■ WORK INSTRUCTIONS
What the task requires is each entry, restated exactly.

■ PROVIDED DATA
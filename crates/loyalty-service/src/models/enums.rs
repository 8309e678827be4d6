//! 订单状态枚举
//!
//! 同时支持数据库（sqlx）和 JSON（serde）序列化

use serde::{Deserialize, Serialize};

/// 订单状态
///
/// NEW -> PROCESSING -> (INVALID | PROCESSED)，后两者为终态
#[derive(Debug, Clone, Copy, Default, PartialEq, Eq, Hash, Serialize, Deserialize, sqlx::Type)]
#[serde(rename_all = "SCREAMING_SNAKE_CASE")]
#[sqlx(type_name = "varchar", rename_all = "SCREAMING_SNAKE_CASE")]
pub enum OrderStatus {
    /// 已提交，尚未被积分系统受理
    #[default]
    New,
    /// 积分系统计算中
    Processing,
    /// 积分系统拒绝，不会产生积分
    Invalid,
    /// 计算完成，积分已入账
    Processed,
}

impl OrderStatus {
    /// 是否为终态（终态订单不再被轮询）
    pub fn is_terminal(&self) -> bool {
        matches!(self, Self::Invalid | Self::Processed)
    }

    pub fn as_str(&self) -> &'static str {
        match self {
            Self::New => "NEW",
            Self::Processing => "PROCESSING",
            Self::Invalid => "INVALID",
            Self::Processed => "PROCESSED",
        }
    }
}

impl std::fmt::Display for OrderStatus {
    fn fmt(&self, f: &mut std::fmt::Formatter<'_>) -> std::fmt::Result {
        f.write_str(self.as_str())
    }
}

■ SOLVED PROBLEM
filename crates/loyalty-service/src/models/enums.rs
repository 8309e678827be4d6
//! 订单状态枚举
//!
//! 同时支持数据库（sqlx）和 JSON（serde）序列化

use serde::{Deserialize, Serialize};

/// 订单状态
///
/// NEW -> PROCESSING -> (INVALID | PROCESSED)，后两者为终态
#[derive(Debug, Clone, Copy, Default, PartialEq, Eq, Hash, Serialize, Deserialize, sqlx::Type)]
#[serde(rename_all = "SCREAMING_SNAKE_CASE")]
#[sqlx(type_name = "varchar", rename_all = "SCREAMING_SNAKE_CASE")]
pub enum OrderStatus {
    /// 已提交，尚未被积分系统受理
    #[default]
    New,
    /// 积分系统计算中
    Processing,
    /// 积分系统拒绝，不会产生积分
    Invalid,
    /// 计算完成，积分已入账
    Processed,
}

impl OrderStatus {
    /// 是否为终态（终态订单不再被轮询）
    pub fn is_terminal(&self) -> bool {
        matches!(self, Self::Invalid | Self::Processed)
    }

    pub fn as_str(&self) -> &'static str {
        match self {
            Self::New => "NEW",
            Self::Processing => "PROCESSING",
            Self::Invalid => "INVALID",
            Self::Processed => "PROCESSED",
        }
    }
}

impl std::fmt::Display for OrderStatus {
    fn fmt(&self, f: &mut std::fmt::Formatter<'_>) -> std::fmt::Result {
        f.write_str(self.as_str())
    }
}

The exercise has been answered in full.